PROBLEM STATEMENT » Search the material and gather each line with "very" in it.

RECORDS »
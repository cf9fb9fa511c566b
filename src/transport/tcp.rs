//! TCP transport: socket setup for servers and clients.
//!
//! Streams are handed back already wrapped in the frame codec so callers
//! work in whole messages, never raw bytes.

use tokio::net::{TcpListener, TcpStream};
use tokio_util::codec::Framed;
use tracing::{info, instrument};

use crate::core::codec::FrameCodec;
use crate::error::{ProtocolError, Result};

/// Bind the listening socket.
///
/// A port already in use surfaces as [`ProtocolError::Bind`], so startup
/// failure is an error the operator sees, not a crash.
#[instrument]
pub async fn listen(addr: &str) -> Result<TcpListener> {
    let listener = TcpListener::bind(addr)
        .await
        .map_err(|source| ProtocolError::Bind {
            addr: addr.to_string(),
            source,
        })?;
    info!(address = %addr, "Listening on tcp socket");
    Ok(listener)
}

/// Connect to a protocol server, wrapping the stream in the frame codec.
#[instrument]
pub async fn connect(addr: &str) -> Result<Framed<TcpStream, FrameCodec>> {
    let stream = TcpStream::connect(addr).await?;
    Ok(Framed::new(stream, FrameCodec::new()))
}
* * *
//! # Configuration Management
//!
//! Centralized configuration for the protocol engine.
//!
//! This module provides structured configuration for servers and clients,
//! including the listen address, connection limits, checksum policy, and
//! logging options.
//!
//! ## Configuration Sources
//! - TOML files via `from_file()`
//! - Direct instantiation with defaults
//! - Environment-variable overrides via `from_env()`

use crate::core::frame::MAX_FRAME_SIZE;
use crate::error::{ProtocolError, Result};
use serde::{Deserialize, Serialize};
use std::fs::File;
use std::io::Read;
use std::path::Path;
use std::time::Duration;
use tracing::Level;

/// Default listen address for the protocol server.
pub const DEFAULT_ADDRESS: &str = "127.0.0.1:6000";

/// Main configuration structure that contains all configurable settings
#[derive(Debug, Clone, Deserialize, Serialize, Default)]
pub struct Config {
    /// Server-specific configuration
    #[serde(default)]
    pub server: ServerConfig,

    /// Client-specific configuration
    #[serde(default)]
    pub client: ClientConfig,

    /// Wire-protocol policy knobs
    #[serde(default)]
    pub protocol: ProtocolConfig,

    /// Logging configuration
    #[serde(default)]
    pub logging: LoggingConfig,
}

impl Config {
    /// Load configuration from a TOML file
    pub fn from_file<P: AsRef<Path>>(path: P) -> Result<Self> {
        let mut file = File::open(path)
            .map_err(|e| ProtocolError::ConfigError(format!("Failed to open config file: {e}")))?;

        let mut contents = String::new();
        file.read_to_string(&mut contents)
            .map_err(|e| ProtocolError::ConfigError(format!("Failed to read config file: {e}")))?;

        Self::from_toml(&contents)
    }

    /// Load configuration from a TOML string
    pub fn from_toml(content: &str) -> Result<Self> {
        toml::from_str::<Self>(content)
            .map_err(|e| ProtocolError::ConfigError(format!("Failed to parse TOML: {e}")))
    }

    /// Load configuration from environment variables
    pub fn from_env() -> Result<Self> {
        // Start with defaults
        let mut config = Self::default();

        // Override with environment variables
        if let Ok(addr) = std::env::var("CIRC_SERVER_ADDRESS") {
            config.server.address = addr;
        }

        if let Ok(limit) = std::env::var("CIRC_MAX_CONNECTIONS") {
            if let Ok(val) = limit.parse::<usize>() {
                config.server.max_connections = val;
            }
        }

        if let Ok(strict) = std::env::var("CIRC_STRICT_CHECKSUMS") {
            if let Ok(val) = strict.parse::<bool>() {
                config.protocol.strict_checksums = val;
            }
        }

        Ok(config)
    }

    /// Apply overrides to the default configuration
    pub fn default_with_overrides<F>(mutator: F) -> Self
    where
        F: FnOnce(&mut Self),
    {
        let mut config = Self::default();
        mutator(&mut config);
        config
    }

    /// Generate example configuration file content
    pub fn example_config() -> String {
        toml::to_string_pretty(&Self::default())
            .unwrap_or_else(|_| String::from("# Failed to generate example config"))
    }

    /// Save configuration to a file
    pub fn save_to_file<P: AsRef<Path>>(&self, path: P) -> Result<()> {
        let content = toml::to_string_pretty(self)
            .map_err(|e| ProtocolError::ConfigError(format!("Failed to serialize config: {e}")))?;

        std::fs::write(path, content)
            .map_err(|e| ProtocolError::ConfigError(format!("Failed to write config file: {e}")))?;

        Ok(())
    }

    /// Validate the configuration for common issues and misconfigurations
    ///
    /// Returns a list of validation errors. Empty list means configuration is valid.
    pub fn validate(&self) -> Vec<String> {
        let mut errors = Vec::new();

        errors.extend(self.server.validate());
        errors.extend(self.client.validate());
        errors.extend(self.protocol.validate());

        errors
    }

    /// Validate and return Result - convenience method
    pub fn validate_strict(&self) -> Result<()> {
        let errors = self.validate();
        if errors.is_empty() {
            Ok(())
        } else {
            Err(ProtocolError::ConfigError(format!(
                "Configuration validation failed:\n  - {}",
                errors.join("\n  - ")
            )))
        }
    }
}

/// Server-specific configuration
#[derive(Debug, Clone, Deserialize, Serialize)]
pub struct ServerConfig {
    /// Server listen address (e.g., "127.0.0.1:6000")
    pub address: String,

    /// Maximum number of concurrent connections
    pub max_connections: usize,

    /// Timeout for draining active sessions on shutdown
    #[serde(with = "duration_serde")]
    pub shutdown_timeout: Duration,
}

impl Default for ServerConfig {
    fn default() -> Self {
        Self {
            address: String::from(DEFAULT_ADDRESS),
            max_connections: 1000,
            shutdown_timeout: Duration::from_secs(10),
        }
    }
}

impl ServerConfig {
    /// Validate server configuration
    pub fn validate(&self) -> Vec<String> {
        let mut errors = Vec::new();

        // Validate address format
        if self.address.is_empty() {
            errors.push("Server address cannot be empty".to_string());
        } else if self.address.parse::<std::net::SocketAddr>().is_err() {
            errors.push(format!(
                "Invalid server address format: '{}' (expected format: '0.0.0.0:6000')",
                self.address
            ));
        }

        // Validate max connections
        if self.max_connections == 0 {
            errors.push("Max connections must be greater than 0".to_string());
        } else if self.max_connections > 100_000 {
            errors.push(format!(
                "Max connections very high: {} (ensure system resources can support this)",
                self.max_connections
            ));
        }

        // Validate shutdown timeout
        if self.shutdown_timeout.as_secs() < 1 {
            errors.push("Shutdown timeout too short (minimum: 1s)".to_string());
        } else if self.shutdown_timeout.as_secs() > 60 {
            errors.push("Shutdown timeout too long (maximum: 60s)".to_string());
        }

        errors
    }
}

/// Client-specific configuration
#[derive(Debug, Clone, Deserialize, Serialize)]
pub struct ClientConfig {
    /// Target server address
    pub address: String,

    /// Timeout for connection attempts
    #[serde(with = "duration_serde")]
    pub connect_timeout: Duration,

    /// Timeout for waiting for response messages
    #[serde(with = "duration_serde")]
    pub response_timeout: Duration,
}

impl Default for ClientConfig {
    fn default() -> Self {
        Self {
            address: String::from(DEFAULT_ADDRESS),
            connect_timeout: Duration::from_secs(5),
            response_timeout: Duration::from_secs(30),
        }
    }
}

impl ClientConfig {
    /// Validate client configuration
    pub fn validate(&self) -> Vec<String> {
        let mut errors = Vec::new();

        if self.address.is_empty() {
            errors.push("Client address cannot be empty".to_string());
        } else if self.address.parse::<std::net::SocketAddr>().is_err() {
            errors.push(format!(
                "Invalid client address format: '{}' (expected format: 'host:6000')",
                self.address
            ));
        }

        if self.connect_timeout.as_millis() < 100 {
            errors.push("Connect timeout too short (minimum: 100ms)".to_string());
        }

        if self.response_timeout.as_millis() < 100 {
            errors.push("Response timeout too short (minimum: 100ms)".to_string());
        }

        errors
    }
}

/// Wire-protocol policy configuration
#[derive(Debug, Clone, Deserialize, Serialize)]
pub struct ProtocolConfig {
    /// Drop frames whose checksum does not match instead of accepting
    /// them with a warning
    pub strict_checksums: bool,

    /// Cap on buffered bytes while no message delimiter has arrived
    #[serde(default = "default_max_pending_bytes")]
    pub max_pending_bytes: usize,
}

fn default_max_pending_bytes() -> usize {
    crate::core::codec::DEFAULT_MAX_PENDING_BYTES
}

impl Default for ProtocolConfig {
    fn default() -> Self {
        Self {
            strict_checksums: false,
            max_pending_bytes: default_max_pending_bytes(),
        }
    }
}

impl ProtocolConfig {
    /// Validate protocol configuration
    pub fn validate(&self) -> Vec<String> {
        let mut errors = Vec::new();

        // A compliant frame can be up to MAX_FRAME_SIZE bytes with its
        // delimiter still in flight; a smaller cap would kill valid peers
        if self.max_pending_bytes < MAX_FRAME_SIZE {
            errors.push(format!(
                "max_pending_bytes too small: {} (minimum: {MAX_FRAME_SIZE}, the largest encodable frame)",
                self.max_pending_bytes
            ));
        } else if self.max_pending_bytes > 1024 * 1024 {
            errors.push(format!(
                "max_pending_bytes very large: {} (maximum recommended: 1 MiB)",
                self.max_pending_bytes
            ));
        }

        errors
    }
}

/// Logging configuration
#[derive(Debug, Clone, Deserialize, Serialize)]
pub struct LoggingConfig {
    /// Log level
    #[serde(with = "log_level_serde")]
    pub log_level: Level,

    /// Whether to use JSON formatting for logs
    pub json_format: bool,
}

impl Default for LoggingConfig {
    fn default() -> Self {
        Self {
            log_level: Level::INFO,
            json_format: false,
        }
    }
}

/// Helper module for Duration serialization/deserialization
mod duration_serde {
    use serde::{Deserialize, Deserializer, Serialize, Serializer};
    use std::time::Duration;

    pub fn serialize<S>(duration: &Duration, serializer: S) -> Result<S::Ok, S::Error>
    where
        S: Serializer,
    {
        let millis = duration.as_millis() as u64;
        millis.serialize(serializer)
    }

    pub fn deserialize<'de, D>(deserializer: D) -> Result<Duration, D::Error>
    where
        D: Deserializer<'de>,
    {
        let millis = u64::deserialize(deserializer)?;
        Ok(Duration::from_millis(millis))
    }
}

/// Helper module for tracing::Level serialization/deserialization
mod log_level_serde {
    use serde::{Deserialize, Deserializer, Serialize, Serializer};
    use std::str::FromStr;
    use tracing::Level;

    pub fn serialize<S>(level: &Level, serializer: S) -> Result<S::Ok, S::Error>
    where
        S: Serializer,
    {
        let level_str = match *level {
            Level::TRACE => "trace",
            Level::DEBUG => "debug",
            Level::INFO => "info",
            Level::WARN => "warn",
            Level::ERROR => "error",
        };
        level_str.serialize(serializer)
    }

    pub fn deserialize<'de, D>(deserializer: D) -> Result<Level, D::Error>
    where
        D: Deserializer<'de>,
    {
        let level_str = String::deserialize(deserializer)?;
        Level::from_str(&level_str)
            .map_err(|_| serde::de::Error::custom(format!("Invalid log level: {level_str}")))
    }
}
--
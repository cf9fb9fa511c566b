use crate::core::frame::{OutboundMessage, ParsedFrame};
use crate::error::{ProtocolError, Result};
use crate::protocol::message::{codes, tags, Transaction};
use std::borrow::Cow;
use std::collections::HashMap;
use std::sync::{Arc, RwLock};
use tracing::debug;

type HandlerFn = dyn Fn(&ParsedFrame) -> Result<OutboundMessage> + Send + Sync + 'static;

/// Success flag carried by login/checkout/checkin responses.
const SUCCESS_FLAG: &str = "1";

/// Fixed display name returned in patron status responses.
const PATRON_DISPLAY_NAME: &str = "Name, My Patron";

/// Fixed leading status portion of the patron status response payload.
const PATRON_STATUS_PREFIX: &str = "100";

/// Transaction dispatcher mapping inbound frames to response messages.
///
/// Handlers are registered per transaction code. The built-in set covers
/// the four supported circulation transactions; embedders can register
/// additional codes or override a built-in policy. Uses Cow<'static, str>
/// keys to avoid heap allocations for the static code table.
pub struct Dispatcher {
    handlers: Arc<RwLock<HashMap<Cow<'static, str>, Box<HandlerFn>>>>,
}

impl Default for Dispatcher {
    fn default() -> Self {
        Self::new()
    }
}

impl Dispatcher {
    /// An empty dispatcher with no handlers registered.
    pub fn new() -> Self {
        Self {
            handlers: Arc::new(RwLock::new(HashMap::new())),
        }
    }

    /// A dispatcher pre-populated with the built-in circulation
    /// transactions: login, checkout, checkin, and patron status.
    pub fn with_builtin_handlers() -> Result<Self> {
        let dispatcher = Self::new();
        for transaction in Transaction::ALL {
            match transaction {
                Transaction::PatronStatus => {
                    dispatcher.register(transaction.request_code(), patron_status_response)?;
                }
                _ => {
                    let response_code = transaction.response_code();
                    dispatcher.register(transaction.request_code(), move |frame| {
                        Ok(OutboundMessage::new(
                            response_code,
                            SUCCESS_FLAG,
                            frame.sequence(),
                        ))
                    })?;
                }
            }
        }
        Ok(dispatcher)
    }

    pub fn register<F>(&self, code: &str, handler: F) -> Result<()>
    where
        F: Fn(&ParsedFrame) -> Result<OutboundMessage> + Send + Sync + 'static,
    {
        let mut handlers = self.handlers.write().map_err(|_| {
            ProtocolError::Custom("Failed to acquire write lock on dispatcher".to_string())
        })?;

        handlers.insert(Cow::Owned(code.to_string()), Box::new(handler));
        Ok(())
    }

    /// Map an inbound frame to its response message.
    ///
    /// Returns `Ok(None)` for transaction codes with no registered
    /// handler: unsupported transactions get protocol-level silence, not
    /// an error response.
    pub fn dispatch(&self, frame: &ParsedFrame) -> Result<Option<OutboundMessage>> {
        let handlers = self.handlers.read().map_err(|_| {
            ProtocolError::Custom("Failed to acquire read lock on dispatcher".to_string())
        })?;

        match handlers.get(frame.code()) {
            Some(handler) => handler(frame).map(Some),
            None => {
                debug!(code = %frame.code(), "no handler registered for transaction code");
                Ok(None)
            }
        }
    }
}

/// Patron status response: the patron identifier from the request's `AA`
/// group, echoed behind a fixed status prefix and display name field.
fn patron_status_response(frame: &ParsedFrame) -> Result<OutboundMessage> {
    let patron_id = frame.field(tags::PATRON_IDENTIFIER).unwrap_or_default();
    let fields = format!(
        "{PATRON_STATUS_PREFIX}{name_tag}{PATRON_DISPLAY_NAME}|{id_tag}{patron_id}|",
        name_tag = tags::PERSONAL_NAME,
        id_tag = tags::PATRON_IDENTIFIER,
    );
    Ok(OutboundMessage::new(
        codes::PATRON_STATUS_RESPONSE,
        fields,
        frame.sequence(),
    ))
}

ANSWER BOX »
                "Max connections very high: {} (ensure system resources can support this)",
                "max_pending_bytes very large: {} (maximum recommended: 1 MiB)",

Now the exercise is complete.